Keeping calibration and test sets different is usually a good idea, as otherwise the model will be peeking into the test set during the calibration stage. In the research papers we have always kept them separate.
Thanks for this series. I am just following it now after subscribing to your newsletter.
I loved your IML book and was quite pleased that it was done in R, which I prefer to Python. Just totally off the cuff: I would like your personal comments on why you've switched from R to Python.

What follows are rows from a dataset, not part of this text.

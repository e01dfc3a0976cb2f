//! The container-management daemon.
//!
//! Runs in the foreground. Configuration comes from the file named on
//! the command line or from the compiled-in default path; a missing
//! file means defaults. Exit code 0 on a clean, signal-driven
//! shutdown, non-zero on any fatal initialization failure.

use clap::Parser;
use paddock::{Config, Daemon};
use std::path::PathBuf;
use std::process::ExitCode;
use tracing::error;
use tracing_subscriber::{layer::SubscriberExt, util::SubscriberInitExt};

#[derive(Debug, Parser)]
#[command(name = "paddockd")]
#[command(author, version, about, long_about = None)]
struct Args {
    /// Configuration file path.
    #[arg(long, default_value = paddock::DEFAULT_CONFIG_PATH)]
    config: PathBuf,

    /// Log verbose lock and event traffic.
    #[arg(long)]
    verbose: bool,
}

fn main() -> ExitCode {
    let args = Args::parse();

    let config = match Config::load(&args.config) {
        Ok(config) => config,
        Err(err) => {
            eprintln!("cannot load configuration: {}", err);
            return ExitCode::from(1);
        }
    };

    let filter = if args.verbose || config.log.verbose {
        "paddock=debug".to_string()
    } else {
        config.log.filter.clone()
    };
    tracing_subscriber::registry()
        .with(
            tracing_subscriber::EnvFilter::try_from_default_env()
                .unwrap_or_else(|_| filter.into()),
        )
        .with(tracing_subscriber::fmt::layer().with_target(false))
        .init();

    let daemon = match Daemon::new(config) {
        Ok(daemon) => daemon,
        Err(err) => {
            error!(error = %err, "cannot initialize daemon");
            return ExitCode::from(1);
        }
    };

    if let Err(err) = daemon.bootstrap() {
        error!(error = %err, "cannot bootstrap container tree");
        return ExitCode::from(2);
    }

    match daemon.run() {
        Ok(()) => ExitCode::SUCCESS,
        Err(err) => {
            error!(error = %err, "daemon failed");
            ExitCode::from(3)
        }
    }
}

I use both R and Python and preferred to do a project in Python again. And I thought I would reach more readers as Python seems more dominant in machine learning https://www.kaggle.com/kaggle-survey-2022
Thanks for the response. Oh well. I am sorry that I have to AGREE with you--although I love R (specifically, Tidyverse R) and prefer it to Python, I certainly recognize that Python is far more popular, so it is indeed the better choice to reach more readers.
In regards to which data to use for calibration, it seems to depend on how the conformal prediction results will factor into ultimate decision-making. If it's ultimately viewed as a "nice to have" measure of prediction uncertainty, then perhaps it's not a big deal. But if we want rigor behind assuring the bean company CEO that our [conformal sets which include only two levels] have the correct value 95% of the time, it would seem we would want to test the robustness of the q threshold on truly unseen data?
If the test set is used to evaluate the uncalibrated model outputs, it might be ok to have the double use for the calibration/test data, as I pondered in the post.
To evaluate the prediction sets (aka the calibrated or conformalized model) then you definitely need separate calibration and training data.
I have a comment regarding using test data for calibration.
I'll try to elaborate based on conformal regression because I know that a bit better :---)
In the case of conformal regression, when we use quantile regression we may choose to determine a conformal correction to our predicted quantiles. This is determined from some dataset where we have known labels, but which the training algorithm has not seen, so as not to risk overfitting.
When we would use the test set to do calibration, we would a) use the test set as if we knew the labels (which we don't in reality). And b) when we then compute a test score with the computed conformal quantile correction we would now leak information from the test labels into the scoring.
I wonder if it is hence better to just split our validation dataset into a validation and a calibration dataset. With a test dataset held out to the very last step. If we tune hyperparameters we also can't use the validation set for calibration since we'd be risking overfitting to the validation dataset, and hence reusing the validation dataset in that case for calibration would reuse already "used" data.
If we don't care about scoring e.g. after retraining on all training data, then we can just use all test data for calibration and go into production.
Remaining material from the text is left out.